The study was partially supported by grants from the National Institute of Arthritis and Musculoskeletal and Skin Diseases, National Institutes of Health (R01 AR51190 to Weikuan Gu), Genediscovery Core from University of Tennessee Health Science Center, and program directed funds from the Department of Veterans Affairs. The authors thank Mr. Xuenan Yan and Ms. Ellen Chai for kindly editing the manuscript. The authors thank Dr. Robert W. Williams for providing data and webpage for gene network analysis.

Supplementary Materials

Supplementary Table S1: Spearman rank correlation among mouse three oxidative genes. Mouse probes for three oxidative genes, Gpx1-Gpx8, Cat, and Sod1-Sod3 are all identified from BXD strains at geneNetwork. Spearman rank correlations are analyzed using GeneNetwork.
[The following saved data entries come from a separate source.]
//! Conversions from concrete error values into [`Failure`]s.
//!
//! Each adapter maps one error node onto the taxonomy. [`from_error`] applies
//! them along a `source()` chain and rebuilds it as nested causes.

use std::error::Error;
use std::io;

use tracing::warn;

use super::{Failure, FailureKind, DEFAULT_MAX_CAUSE_DEPTH};

impl From<&io::Error> for Failure {
    fn from(err: &io::Error) -> Self {
        let kind = match err.kind() {
            io::ErrorKind::NotFound => FailureKind::ResourceNotFound,
            io::ErrorKind::TimedOut | io::ErrorKind::WouldBlock => FailureKind::SocketTimeout,
            io::ErrorKind::ConnectionRefused => FailureKind::ConnectionRefused,
            io::ErrorKind::ConnectionReset
            | io::ErrorKind::ConnectionAborted
            | io::ErrorKind::BrokenPipe
            | io::ErrorKind::NotConnected => FailureKind::Socket,
            io::ErrorKind::UnexpectedEof => FailureKind::UnexpectedEof,
            io::ErrorKind::OutOfMemory => FailureKind::OutOfMemory,
            _ => FailureKind::Io,
        };
        Failure::new(kind).with_message(err.to_string())
    }
}

impl From<&serde_json::Error> for Failure {
    fn from(err: &serde_json::Error) -> Self {
        use serde_json::error::Category;

        let message = err.to_string();
        match err.classify() {
            // The reader's complaint sits below the decoding failure, so the
            // chain carries both shapes.
            Category::Syntax | Category::Eof => Failure::new(FailureKind::JsonSyntax)
                .with_message(message.clone())
                .caused_by(Failure::new(FailureKind::MalformedJson).with_message(message)),
            Category::Data => Failure::new(FailureKind::IllegalState).with_message(message),
            Category::Io => Failure::new(FailureKind::Io).with_message(message),
        }
    }
}

impl From<&reqwest::Error> for Failure {
    fn from(err: &reqwest::Error) -> Self {
        let kind = if let Some(status) = err.status() {
            FailureKind::HttpTransport {
                status: status.as_u16(),
                body: String::new(),
            }
        } else if err.is_timeout() {
            FailureKind::Timeout
        } else if err.is_connect() {
            connect_failure_kind(err.source())
        } else if err.is_decode() {
            FailureKind::JsonSyntax
        } else if err.is_body() || err.is_request() {
            FailureKind::Io
        } else {
            FailureKind::Other {
                type_name: "HttpClientError".to_string(),
            }
        };
        Failure::new(kind).with_message(err.to_string())
    }
}

const DNS_MARKERS: &[&str] = &[
    "dns error",
    "failed to lookup address",
    "name or service not known",
    "nodename nor servname",
    "no such host",
];

const TLS_MARKERS: &[&str] = &["tls", "ssl", "certificate", "handshake"];

/// Narrows an HTTP client connect error by the sources below it.
///
/// DNS and TLS failures surface as connect errors too; only an I/O refusal
/// counts as a refused connection. Unrecognized causes become `Socket`.
pub(crate) fn connect_failure_kind(source: Option<&(dyn Error + 'static)>) -> FailureKind {
    let mut refused = false;
    let mut dns = false;
    let mut tls = false;

    let mut current = source;
    let mut depth = 0;
    while let Some(node) = current {
        if depth == DEFAULT_MAX_CAUSE_DEPTH {
            break;
        }
        if let Some(io) = node.downcast_ref::<io::Error>() {
            refused |= io.kind() == io::ErrorKind::ConnectionRefused;
        }
        let text = node.to_string().to_lowercase();
        dns |= DNS_MARKERS.iter().any(|marker| text.contains(marker));
        tls |= TLS_MARKERS.iter().any(|marker| text.contains(marker));

        current = node.source();
        depth += 1;
    }

    if refused {
        FailureKind::ConnectionRefused
    } else if dns {
        FailureKind::UnknownHost
    } else if tls {
        FailureKind::Tls
    } else {
        FailureKind::Socket
    }
}

/// Adapts `err` and its `source()` chain with the default depth bound.
pub fn from_error(err: &(dyn Error + 'static)) -> Failure {
    from_error_bounded(err, DEFAULT_MAX_CAUSE_DEPTH)
}

/// Adapts `err` and at most `max_depth - 1` of its sources.
pub fn from_error_bounded(err: &(dyn Error + 'static), max_depth: usize) -> Failure {
    let max_depth = max_depth.max(1);
    let mut nodes = Vec::new();
    let mut current = Some(err);

    while let Some(node) = current {
        if nodes.len() == max_depth {
            warn!(max_depth, "error source chain exceeds maximum depth, truncating");
            break;
        }
        nodes.push(adapt_node(node));
        current = node.source();
    }

    let mut nodes = nodes.into_iter().rev();
    let innermost = nodes
        .next()
        .unwrap_or_else(|| Failure::other("UnknownFailure"));
    nodes.fold(innermost, |inner, outer| outer.with_innermost_cause(inner))
}

fn adapt_node(err: &(dyn Error + 'static)) -> Failure {
    if let Some(io) = err.downcast_ref::<io::Error>() {
        return io.into();
    }
    if let Some(json) = err.downcast_ref::<serde_json::Error>() {
        return json.into();
    }
    if let Some(http) = err.downcast_ref::<reqwest::Error>() {
        return http.into();
    }
    if let Some(failure) = err.downcast_ref::<Failure>() {
        // The source walk already visits the rest of the chain.
        let mut node = failure.clone();
        node.cause = None;
        return node;
    }
    Failure::other("Error").with_message(err.to_string())
}

#[cfg(test)]
mod tests {
    use super::*;
    use crate::failure::causes;
    use std::fmt;

    #[derive(Debug)]
    struct Wrapper {
        label: &'static str,
        source: Option<Box<dyn Error + 'static>>,
    }

    impl fmt::Display for Wrapper {
        fn fmt(&self, f: &mut fmt::Formatter<'_>) -> fmt::Result {
            f.write_str(self.label)
        }
    }

    impl Error for Wrapper {
        fn source(&self) -> Option<&(dyn Error + 'static)> {
            self.source.as_deref()
        }
    }

    fn kinds(failure: &Failure) -> Vec<FailureKind> {
        causes(failure).map(|f| f.kind().clone()).collect()
    }

    #[test]
    fn test_io_error_kinds() {
        let cases = [
            (io::ErrorKind::NotFound, FailureKind::ResourceNotFound),
            (io::ErrorKind::TimedOut, FailureKind::SocketTimeout),
            (io::ErrorKind::ConnectionRefused, FailureKind::ConnectionRefused),
            (io::ErrorKind::ConnectionReset, FailureKind::Socket),
            (io::ErrorKind::BrokenPipe, FailureKind::Socket),
            (io::ErrorKind::UnexpectedEof, FailureKind::UnexpectedEof),
            (io::ErrorKind::PermissionDenied, FailureKind::Io),
        ];

        for (kind, expected) in cases {
            let err = io::Error::new(kind, "boom");
            assert_eq!(Failure::from(&err).kind(), &expected, "for {:?}", kind);
        }
    }

    #[test]
    fn test_io_error_keeps_message() {
        let err = io::Error::new(io::ErrorKind::Other, "disk on fire");
        assert_eq!(Failure::from(&err).message(), Some("disk on fire"));
    }

    #[test]
    fn test_json_syntax_error_chain() {
        let err = serde_json::from_str::<serde_json::Value>("{not json").unwrap_err();
        let failure = Failure::from(&err);
        assert_eq!(
            kinds(&failure),
            vec![FailureKind::JsonSyntax, FailureKind::MalformedJson]
        );
    }

    #[test]
    fn test_json_data_error_is_state_failure() {
        let err = serde_json::from_str::<u32>("\"text\"").unwrap_err();
        let failure = Failure::from(&err);
        assert_eq!(failure.kind(), &FailureKind::IllegalState);
        assert!(failure.message().unwrap().contains("expected u32"));
    }

    #[test]
    fn test_from_error_walks_sources() {
        let err = Wrapper {
            label: "loading feed",
            source: Some(Box::new(io::Error::new(
                io::ErrorKind::ConnectionRefused,
                "failed to connect to example.com:443",
            ))),
        };

        let failure = from_error(&err);
        assert_eq!(
            kinds(&failure),
            vec![
                FailureKind::Other {
                    type_name: "Error".to_string()
                },
                FailureKind::ConnectionRefused
            ]
        );
        assert_eq!(failure.message(), Some("loading feed"));
    }

    fn chain(
        labels: &[&'static str],
        innermost: Option<io::Error>,
    ) -> Option<Box<dyn Error + 'static>> {
        let mut source: Option<Box<dyn Error + 'static>> =
            innermost.map(|err| Box::new(err) as Box<dyn Error + 'static>);
        for label in labels.iter().rev() {
            source = Some(Box::new(Wrapper {
                label: *label,
                source,
            }));
        }
        source
    }

    #[test]
    fn test_connect_error_with_dns_failure_is_unknown_host() {
        let source = chain(
            &["client error (Connect)", "dns error"],
            Some(io::Error::new(
                io::ErrorKind::Other,
                "failed to lookup address information: Name or service not known",
            )),
        );
        assert_eq!(connect_failure_kind(source.as_deref()), FailureKind::UnknownHost);
    }

    #[test]
    fn test_connect_error_with_refusal_is_connection_refused() {
        let source = chain(
            &["client error (Connect)", "tcp connect error"],
            Some(io::Error::new(
                io::ErrorKind::ConnectionRefused,
                "Connection refused (os error 111)",
            )),
        );
        assert_eq!(
            connect_failure_kind(source.as_deref()),
            FailureKind::ConnectionRefused
        );
    }

    #[test]
    fn test_connect_error_with_certificate_failure_is_tls() {
        let source = chain(
            &["client error (Connect)", "invalid peer certificate: UnknownIssuer"],
            None,
        );
        assert_eq!(connect_failure_kind(source.as_deref()), FailureKind::Tls);
    }

    #[test]
    fn test_unrecognized_connect_error_is_socket() {
        let source = chain(&["client error (Connect)"], None);
        assert_eq!(connect_failure_kind(source.as_deref()), FailureKind::Socket);
        assert_eq!(connect_failure_kind(None), FailureKind::Socket);
    }

    #[test]
    fn test_from_error_respects_depth() {
        let mut err = Wrapper {
            label: "innermost",
            source: None,
        };
        for _ in 0..10 {
            err = Wrapper {
                label: "wrapper",
                source: Some(Box::new(err)),
            };
        }

        let failure = from_error_bounded(&err, 4);
        assert_eq!(causes(&failure).count(), 4);
    }

    #[test]
    fn test_from_error_on_failure_round_trips() {
        let original = Failure::new(FailureKind::Io)
            .with_message("outer")
            .caused_by(Failure::new(FailureKind::Tls).with_message("handshake"));

        assert_eq!(from_error(&original), original);
    }
}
Positive and negative correlations that are equal or higher than 0.5 and equal or lower than -0.5 are colored.

Supplementary Table S2: Spearman rank correlation of three oxidative genes among humans. Probes for human genes CAT, GPX1-GPX7, SOD1-SOD3 are all identified from data of whole genome gene expression of human liver at GeneNetwork. . Spearman rank correlations are analyzed using GeneNetwork. Positive and negative correlations that are equal or higher than 0.5 and equal or lower than -0.5 are colored.